For the night of 5 October 2011
Afghanistan: The National Directorate of Security thwarted a plan to assassinate President Karzai, agency officials said at news conference on 5 October. Officials arrested five people linked to the Haqqani network and al Qaida, they said. They also arrested one of Karzai's bodyguards, who was recruited by the Haqqani members to kill Karzai, the officials said.
Comment: A persistent theme in high profile assassinations is the role of insiders in aiding, abetting or executing the murder. The personnel vetting systems for installation and personal body guards are incompetent; the results speak for themselves, not just in Afghanistan but in Pakistan and India too. National leaders have been killed by the bodyguards in all three states, but most often and most recently in Pakistan and Afghanistan.
Afghanistan-India: On 5 October, Afghan President Karzai told the press that the new agreement with India will not harm Pakistan. Speaking on a two-day visit to New Delhi, Karzai said the new Afghan-Indian strategic partnership is not directed against any country but meant to support Afghanistan. Karzai said Pakistan is Afghanistan's twin brother and India is a great friend.
Comment: The openly proclaimed Afghanistan-Indian strategic partnership arguably is the most significant strategic development in Afghanistan since 2006. Despite Karzai's public blandishments, India and Afghanistan have agreed that Pakistan must be contained. Expect steadily increased tension in South Asia, starting with increased activism by proxies and clandestine services.
Iraq: Iraqi politicians are discussing a deal to extend a NATO training mission that would allow US troops to stay in Iraq as trainers beyond the 2011 withdrawal deadline. The US position is that US military trainers would remain under NATO/US - not Iraqi --legal jurisdiction, covering routine crimes soldiers commit that include theft, public misconduct, outrages against Islam, rape and the like. Lawmakers will read the draft a second time before they vote on it
However, political leaders announced late Tuesday that they had agreed on the need to keep American military trainers in Iraq next year, but they declared that any remaining troops should not be granted immunity from Iraqi law, a point the United States has said would be a deal breaker.
The meeting of Iraq's political leadership was attended by Prime Minister Nuri Kamal al-Maliki; President Jalal Talabani; Maliki's chief rival, Ayad Allawi; and several other high-ranking officials. Ali al-Dabbagh, the government spokesman, issued a statement saying the leaders had agreed that there was "no need to grant immunity to trainers."

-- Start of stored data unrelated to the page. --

//! Studio session API handlers.

use axum::{
    Json,
    extract::{Path, State},
    http::{StatusCode, header},
    response::IntoResponse,
};
use image::RgbaImage;
use serde::{Deserialize, Serialize};
use std::sync::Arc;
use tracing::warn;
use uuid::Uuid;

use crate::{
    catalog::{self, Theme},
    error::StudioError,
    generate::{self, GenerationOutcome},
    server::state::AppState,
    studio::{SelectionTicket, StudioSession, StudioSnapshot},
    surface::{self, InputEvent, PendingLoad, Tool},
};

type ApiError = (StatusCode, String);

/// Largest surface dimension accepted from clients.
const MAX_DIMENSION: u32 = 4096;

/// Most input events accepted in one request.
const MAX_INPUT_BATCH: usize = 256;

/// Session state returned by most endpoints.
#[derive(Debug, Serialize)]
pub struct SessionView {
    pub id: String,
    pub width: u32,
    pub height: u32,
    pub base_loaded: bool,
    #[serde(flatten)]
    pub state: StudioSnapshot,
}

impl SessionView {
    fn of(id: Uuid, session: &StudioSession) -> Self {
        Self {
            id: id.to_string(),
            width: session.surface().width(),
            height: session.surface().height(),
            base_loaded: session.surface().is_base_loaded(),
            state: session.state().snapshot(),
        }
    }
}

/// Request body for session creation.
#[derive(Debug, Default, Deserialize)]
#[serde(default)]
pub struct CreateRequest {
    pub width: Option<u32>,
    pub height: Option<u32>,
}

#[derive(Debug, Deserialize)]
pub struct ThemeRequest {
    pub theme_id: String,
}

#[derive(Debug, Deserialize)]
pub struct CarouselRequest {
    pub url: String,
}

/// Any subset of brush settings.
#[derive(Debug, Default, Deserialize)]
#[serde(default)]
pub struct BrushRequest {
    pub color: Option<String>,
    pub tool: Option<Tool>,
    pub line_width: Option<u32>,
}

#[derive(Debug, Deserialize)]
pub struct ResizeRequest {
    pub width: u32,
    pub height: u32,
}

fn parse_id(id: &str) -> Result<Uuid, ApiError> {
    Uuid::parse_str(id).map_err(|_| (StatusCode::BAD_REQUEST, "Invalid session ID".to_string()))
}

fn validate_dimensions(width: u32, height: u32) -> Result<(), ApiError> {
    if width == 0 || height == 0 || width > MAX_DIMENSION || height > MAX_DIMENSION {
        return Err((
            StatusCode::BAD_REQUEST,
            format!("Dimensions must be between 1 and {}", MAX_DIMENSION),
        ));
    }
    Ok(())
}

/// Run `f` against a live session, refreshing its expiry.
async fn with_session<R>(
    state: &AppState,
    id: Uuid,
    f: impl FnOnce(&mut StudioSession) -> R,
) -> Result<R, ApiError> {
    let mut sessions = state.sessions.write().await;
    let session = sessions
        .get_mut(&id)
        .ok_or((StatusCode::NOT_FOUND, "Session not found or expired".to_string()))?;
    session.touch();
    Ok(f(session))
}

/// Generate in the background and commit the result if still current.
fn spawn_generation(state: Arc<AppState>, id: Uuid, ticket: SelectionTicket, theme: Theme) {
    tokio::spawn(async move {
        let generator = state.generator.clone();
        let flow_theme = theme.clone();
        let flow = tokio::spawn(async move { generate::illustrate(generator.as_ref(), &flow_theme).await });

        // A panicking generator must still end the generating phase
        let outcome = flow.await.unwrap_or_else(|e| {
            warn!(theme = %theme.id, error = %e, "generation task failed, using preview image");
            GenerationOutcome::fallback(&theme, e.to_string())
        });

        let pending = {
            let mut sessions = state.sessions.write().await;
            sessions
                .get_mut(&id)
                .and_then(|session| session.settle(ticket, outcome))
        };
        if let Some(pending) = pending {
            load_base_image(&state, id, pending).await;
        }
    });
}

fn spawn_load(state: Arc<AppState>, id: Uuid, pending: PendingLoad) {
    tokio::spawn(async move { load_base_image(&state, id, pending).await });
}

/// Fetch/decode a base image and paint it. Failures are silent: the surface
/// keeps its background.
async fn load_base_image(state: &AppState, id: Uuid, pending: PendingLoad) {
    let Ok(image) = state.loader.load(pending.image()).await else {
        return;
    };
    let mut sessions = state.sessions.write().await;
    if let Some(session) = sessions.get_mut(&id) {
        session.complete_load(pending.token(), image);
    }
}

/// Encode a raster copy off the async runtime, outside the sessions lock.
async fn encode(raster: RgbaImage) -> Result<Vec<u8>, ApiError> {
    tokio::task::spawn_blocking(move || surface::encode_png(&raster))
        .await
        .map_err(|e| (StatusCode::INTERNAL_SERVER_ERROR, format!("Task error: {}", e)))?
        .map_err(|e| (StatusCode::INTERNAL_SERVER_ERROR, e.to_string()))
}

/// POST /api/sessions - Open a new studio session.
pub async fn create(
    State(state): State<Arc<AppState>>,
    Json(body): Json<CreateRequest>,
) -> Result<Json<SessionView>, ApiError> {
    let width = body.width.unwrap_or(state.config.default_width);
    let height = body.height.unwrap_or(state.config.default_height);
    validate_dimensions(width, height)?;

    let id = Uuid::new_v4();
    let session = StudioSession::new(width, height);
    let view = SessionView::of(id, &session);

    state.sessions.write().await.insert(id, session);
    Ok(Json(view))
}

/// GET /api/sessions/:id - Current session state.
pub async fn show(
    State(state): State<Arc<AppState>>,
    Path(id): Path<String>,
) -> Result<Json<SessionView>, ApiError> {
    let id = parse_id(&id)?;
    with_session(&state, id, |s| Json(SessionView::of(id, s))).await
}

/// DELETE /api/sessions/:id - Close a session.
pub async fn remove(
    State(state): State<Arc<AppState>>,
    Path(id): Path<String>,
) -> Result<StatusCode, ApiError> {
    let id = parse_id(&id)?;
    match state.sessions.write().await.remove(&id) {
        Some(_) => Ok(StatusCode::NO_CONTENT),
        None => Err((StatusCode::NOT_FOUND, "Session not found or expired".to_string())),
    }
}

/// POST /api/sessions/:id/theme - Select a theme and start generating.
pub async fn select_theme(
    State(state): State<Arc<AppState>>,
    Path(id): Path<String>,
    Json(body): Json<ThemeRequest>,
) -> Result<Json<SessionView>, ApiError> {
    let id = parse_id(&id)?;
    let theme = catalog::theme_by_id(&body.theme_id)
        .ok_or((
            StatusCode::NOT_FOUND,
            format!("Theme '{}' not found", body.theme_id),
        ))?
        .clone();

    let (ticket, view) = with_session(&state, id, |s| {
        let ticket = s.begin_theme(theme.clone());
        (ticket, SessionView::of(id, s))
    })
    .await?;

    spawn_generation(state.clone(), id, ticket, theme);
    Ok(Json(view))
}

/// POST /api/sessions/:id/carousel - Open a carousel page without generating.
pub async fn select_carousel(
    State(state): State<Arc<AppState>>,
    Path(id): Path<String>,
    Json(body): Json<CarouselRequest>,
) -> Result<Json<SessionView>, ApiError> {
    let id = parse_id(&id)?;
    if !catalog::CAROUSEL_IMAGES.contains(&body.url.as_str()) {
        return Err((StatusCode::BAD_REQUEST, "Not a carousel image".to_string()));
    }

    let (pending, view) = with_session(&state, id, |s| {
        let pending = s.select_carousel_image(&body.url);
        (pending, SessionView::of(id, s))
    })
    .await?;

    if let Some(pending) = pending {
        spawn_load(state.clone(), id, pending);
    }
    Ok(Json(view))
}

/// POST /api/sessions/:id/gallery - Leave the studio.
pub async fn back_to_gallery(
    State(state): State<Arc<AppState>>,
    Path(id): Path<String>,
) -> Result<Json<SessionView>, ApiError> {
    let id = parse_id(&id)?;
    with_session(&state, id, |s| {
        s.back_to_gallery();
        Json(SessionView::of(id, s))
    })
    .await
}

/// POST /api/sessions/:id/brush - Change color, tool and/or width.
pub async fn brush(
    State(state): State<Arc<AppState>>,
    Path(id): Path<String>,
    Json(body): Json<BrushRequest>,
) -> Result<Json<SessionView>, ApiError> {
    let id = parse_id(&id)?;
    with_session(&state, id, |s| -> Result<Json<SessionView>, StudioError> {
        if let Some(color) = &body.color {
            s.set_color(color)?;
        }
        if let Some(tool) = body.tool {
            s.set_tool(tool);
        }
        if let Some(width) = body.line_width {
            s.set_line_width(width)?;
        }
        Ok(Json(SessionView::of(id, s)))
    })
    .await?
    .map_err(|e| (StatusCode::BAD_REQUEST, e.to_string()))
}

/// POST /api/sessions/:id/input - Apply a batch of pointer/touch events.
pub async fn input(
    State(state): State<Arc<AppState>>,
    Path(id): Path<String>,
    Json(events): Json<Vec<InputEvent>>,
) -> Result<StatusCode, ApiError> {
    let id = parse_id(&id)?;
    if events.len() > MAX_INPUT_BATCH {
        return Err((
            StatusCode::PAYLOAD_TOO_LARGE,
            format!("At most {} events per request", MAX_INPUT_BATCH),
        ));
    }
    with_session(&state, id, |s| {
        for event in &events {
            s.handle_input(event);
        }
    })
    .await?;
    Ok(StatusCode::NO_CONTENT)
}

/// POST /api/sessions/:id/resize - Container size changed. Strokes are lost.
pub async fn resize(
    State(state): State<Arc<AppState>>,
    Path(id): Path<String>,
    Json(body): Json<ResizeRequest>,
) -> Result<Json<SessionView>, ApiError> {
    let id = parse_id(&id)?;
    validate_dimensions(body.width, body.height)?;
    with_session(&state, id, |s| {
        s.resize(body.width, body.height);
        Json(SessionView::of(id, s))
    })
    .await
}

/// POST /api/sessions/:id/clear - Erase strokes, keep the base image.
pub async fn clear(
    State(state): State<Arc<AppState>>,
    Path(id): Path<String>,
) -> Result<StatusCode, ApiError> {
    let id = parse_id(&id)?;
    with_session(&state, id, |s| s.clear_drawing()).await?;
    Ok(StatusCode::NO_CONTENT)
}

/// GET /api/sessions/:id/preview - Current raster as PNG.
pub async fn preview(
    State(state): State<Arc<AppState>>,
    Path(id): Path<String>,
) -> Result<impl IntoResponse, ApiError> {
    let id = parse_id(&id)?;
    let raster = with_session(&state, id, |s| s.surface().raster().clone()).await?;
    let png = encode(raster).await?;

    Ok((
        [
            (header::CONTENT_TYPE, "image/png"),
            (header::CACHE_CONTROL, "no-store"),
        ],
        png,
    ))
}

/// GET /api/sessions/:id/print - Current raster as a downloadable PNG page.
pub async fn print(
    State(state): State<Arc<AppState>>,
    Path(id): Path<String>,
) -> Result<impl IntoResponse, ApiError> {
    let id = parse_id(&id)?;
    let (raster, theme_id) = with_session(&state, id, |s| {
        let theme_id = s
            .state()
            .selected_theme()
            .map(|t| t.id.clone())
            .unwrap_or_else(|| "desenho".to_string());
        (s.surface().raster().clone(), theme_id)
    })
    .await?;
    let png = encode(raster).await?;

    Ok((
        [
            (header::CONTENT_TYPE, "image/png".to_string()),
            (
                header::CONTENT_DISPOSITION,
                format!("attachment; filename=\"tiabela-{}.png\"", theme_id),
            ),
        ],
        png,
    ))
}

An official from the US Embassy in Iraq said the US government is reviewing the statement and "appreciates the democratic spirit displayed by Iraqi leaders in debating this important subject." So.... they dealt the US a major policy setback, but the US is pleased they did it by voting. Hunh?
Comment: This is a deal breaker because US soldiers do not know and often do not respect Iraqi laws and customs that have the force of law. Moreover, the members of a US training contingent subject to Iraqi criminal law would be targets for a range of compromising activities, entrapment and extortion rings.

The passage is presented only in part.